Vasopressin-induced translocation and proteolysis of protein kinase Calpha in an amphibian brain: modulation by corticosterone

In urodele amphibians, the hypothalamic neuropeptide arginine vasotocin and the adrenal steroid corticosterone interact to regulate reproductive behavior by actions in the brain. The present study investigated signal transduction pathways underlying acute effects of vasotocin and corticosterone, presumably mediated via "non-genomic" steroid action, in an amphibian brain. We used Western blot to examine the effects of corticosterone and the vasotocin receptor agonist arginine vasopressin, alone and in combination, on the subcellular localization and proteolytic processing of protein kinase C-alpha (PKCalpha) in tiger salamander brain tissue.
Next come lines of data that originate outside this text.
//! Settings from an optional JSON config file overlaid by flags.
//!
//! ```json
//! {
//!   "baseUrl": "https://sync.example.com/api",
//!   "threadId": "team-notes",
//!   "workspaceRoot": "/home/me/Threads",
//!   "pageLimit": 200,
//!   "syncIntervalSecs": 300
//! }
//! ```

use crate::error::{CliError, CliResult};
use serde::Deserialize;
use std::path::{Path, PathBuf};
use std::time::Duration;
use threadsync_engine::{RetryPolicy, SyncConfig};

const STATE_DIR_NAME: &str = ".threadsync";

/// Every setting the CLI understands. `None` means "not given here".
#[derive(Debug, Clone, Default, PartialEq, Eq, Deserialize)]
#[serde(rename_all = "camelCase", deny_unknown_fields)]
pub struct FileConfig {
    /// Sync API base URL.
    pub base_url: Option<String>,
    /// Thread to mirror.
    pub thread_id: Option<String>,
    /// Device name used in conflict copies.
    pub device_id: Option<String>,
    /// Credential profile.
    pub profile_id: Option<String>,
    /// Directory holding one subdirectory per thread.
    pub workspace_root: Option<PathBuf>,
    /// Directory for the state store.
    pub state_dir: Option<PathBuf>,
    /// Manifest page size.
    pub page_limit: Option<u32>,
    /// Upload chunk size in bytes.
    pub chunk_size: Option<usize>,
    /// Concurrent transfer bound.
    pub max_concurrent_transfers: Option<usize>,
    /// Per-request timeout.
    pub request_timeout_secs: Option<u64>,
    /// Attempts per request, first included.
    pub max_retry_attempts: Option<u32>,
    /// Upload local edits.
    pub push_local_changes: Option<bool>,
    /// Periodic pass interval for `watch`.
    pub sync_interval_secs: Option<u64>,
    /// Idempotency ledger capacity.
    pub ledger_capacity: Option<usize>,
}

impl FileConfig {
    /// Reads a config file.
    pub fn load(path: &Path) -> CliResult<Self> {
        let data = std::fs::read(path).map_err(|source| CliError::ConfigRead {
            path: path.to_path_buf(),
            source,
        })?;
        serde_json::from_slice(&data).map_err(|source| CliError::ConfigParse {
            path: path.to_path_buf(),
            source,
        })
    }

    /// Returns `self` with every setting present in `over` replaced.
    pub fn overlay(self, over: FileConfig) -> Self {
        Self {
            base_url: over.base_url.or(self.base_url),
            thread_id: over.thread_id.or(self.thread_id),
            device_id: over.device_id.or(self.device_id),
            profile_id: over.profile_id.or(self.profile_id),
            workspace_root: over.workspace_root.or(self.workspace_root),
            state_dir: over.state_dir.or(self.state_dir),
            page_limit: over.page_limit.or(self.page_limit),
            chunk_size: over.chunk_size.or(self.chunk_size),
            max_concurrent_transfers: over
                .max_concurrent_transfers
                .or(self.max_concurrent_transfers),
            request_timeout_secs: over.request_timeout_secs.or(self.request_timeout_secs),
            max_retry_attempts: over.max_retry_attempts.or(self.max_retry_attempts),
            push_local_changes: over.push_local_changes.or(self.push_local_changes),
            sync_interval_secs: over.sync_interval_secs.or(self.sync_interval_secs),
            ledger_capacity: over.ledger_capacity.or(self.ledger_capacity),
        }
    }
}

/// Resolved settings for one run.
#[derive(Debug, Clone)]
pub struct Settings {
    /// Engine configuration.
    pub sync: SyncConfig,
    /// Workspace root.
    pub workspace_root: PathBuf,
    /// State store root.
    pub state_dir: PathBuf,
}

impl Settings {
    /// Applies defaults and validates required settings.
    pub fn resolve(config: FileConfig) -> CliResult<Self> {
        let base_url = config.base_url.ok_or(CliError::MissingSetting("base-url"))?;
        let thread_id = config.thread_id.ok_or(CliError::MissingSetting("thread"))?;
        let device_id = config.device_id.unwrap_or_else(default_device);

        let mut sync = SyncConfig::new(thread_id, device_id, base_url);
        if let Some(profile) = config.profile_id {
            sync = sync.with_profile(profile);
        }
        if let Some(limit) = config.page_limit {
            sync = sync.with_page_limit(limit);
        }
        if let Some(size) = config.chunk_size {
            sync = sync.with_chunk_size(size);
        }
        if let Some(max) = config.max_concurrent_transfers {
            sync = sync.with_max_concurrent_transfers(max);
        }
        if let Some(secs) = config.request_timeout_secs {
            sync = sync.with_timeout(Duration::from_secs(secs));
        }
        if let Some(attempts) = config.max_retry_attempts {
            sync = sync.with_retry(RetryPolicy::new(attempts));
        }
        if let Some(push) = config.push_local_changes {
            sync = sync.with_push(push);
        }
        if let Some(secs) = config.sync_interval_secs.filter(|s| *s > 0) {
            sync = sync.with_sync_interval(Duration::from_secs(secs));
        }
        if let Some(capacity) = config.ledger_capacity {
            sync = sync.with_ledger_capacity(capacity);
        }

        let workspace_root = config
            .workspace_root
            .unwrap_or_else(|| PathBuf::from("threads"));
        let state_dir = config
            .state_dir
            .unwrap_or_else(|| workspace_root.join(STATE_DIR_NAME));

        Ok(Self {
            sync,
            workspace_root,
            state_dir,
        })
    }
}

fn default_device() -> String {
    ["HOSTNAME", "COMPUTERNAME"]
        .iter()
        .find_map(|name| std::env::var(name).ok().filter(|v| !v.trim().is_empty()))
        .unwrap_or_else(|| "device".to_string())
}

#[cfg(test)]
mod tests {
    use super::*;

    fn required() -> FileConfig {
        FileConfig {
            base_url: Some("https://sync.example.com".into()),
            thread_id: Some("notes".into()),
            ..FileConfig::default()
        }
    }

    #[test]
    fn load_reads_camel_case_json() {
        let dir = tempfile::tempdir().unwrap();
        let path = dir.path().join("threadsync.json");
        std::fs::write(
            &path,
            br#"{"baseUrl": "https://a", "threadId": "t1", "pageLimit": 50, "pushLocalChanges": false}"#,
        )
        .unwrap();

        let config = FileConfig::load(&path).unwrap();
        assert_eq!(config.base_url.as_deref(), Some("https://a"));
        assert_eq!(config.page_limit, Some(50));
        assert_eq!(config.push_local_changes, Some(false));
    }

    #[test]
    fn unknown_keys_are_rejected() {
        let dir = tempfile::tempdir().unwrap();
        let path = dir.path().join("threadsync.json");
        std::fs::write(&path, br#"{"baseURL": "https://a"}"#).unwrap();
        assert!(matches!(
            FileConfig::load(&path),
            Err(CliError::ConfigParse { .. })
        ));
    }

    #[test]
    fn flags_override_file() {
        let file = FileConfig {
            page_limit: Some(10),
            chunk_size: Some(1024),
            ..required()
        };
        let flags = FileConfig {
            page_limit: Some(20),
            ..FileConfig::default()
        };

        let merged = file.overlay(flags);
        assert_eq!(merged.page_limit, Some(20));
        assert_eq!(merged.chunk_size, Some(1024));
        assert_eq!(merged.thread_id.as_deref(), Some("notes"));
    }

    #[test]
    fn resolve_applies_defaults() {
        let settings = Settings::resolve(FileConfig {
            workspace_root: Some(PathBuf::from("/mirror")),
            device_id: Some("laptop".into()),
            ..required()
        })
        .unwrap();

        assert_eq!(settings.sync.thread_id, "notes");
        assert_eq!(settings.sync.device_id, "laptop");
        assert!(settings.sync.push_local_changes);
        assert_eq!(settings.state_dir, PathBuf::from("/mirror").join(STATE_DIR_NAME));
        assert!(settings.sync.sync_interval.is_none());
    }

    #[test]
    fn resolve_requires_url_and_thread() {
        let err = Settings::resolve(FileConfig {
            thread_id: Some("t".into()),
            ..FileConfig::default()
        })
        .unwrap_err();
        assert!(matches!(err, CliError::MissingSetting("base-url")));

        let err = Settings::resolve(FileConfig {
            base_url: Some("https://a".into()),
            ..FileConfig::default()
        })
        .unwrap_err();
        assert!(matches!(err, CliError::MissingSetting("thread")));
    }
}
Treatment of whole brain minces with vasopressin or vasotocin led to increases in PKCalpha in membrane fractions and concurrent decreases in PKCalpha in cytosolic fractions. Vasopressin or vasotocin treatment also induced the appearance in membrane and cytosolic fractions of a PKCalpha-immunoreactive band that corresponds to PKMalpha, the proteolytically generated, free catalytic subunit of PKCalpha. Treatment with corticosterone alone had no consistent effect on either PKCalpha or PKMalpha in either fraction. However, pretreatment with corticosterone reliably blocked vasopressin-induced increases in cytosolic PKMalpha. These data provide new information about the cellular mechanisms of action of vasopressin and corticosterone in the vertebrate brain and suggest a cellular mechanism by which the two hormones interact to regulate neuronal physiology and behavior.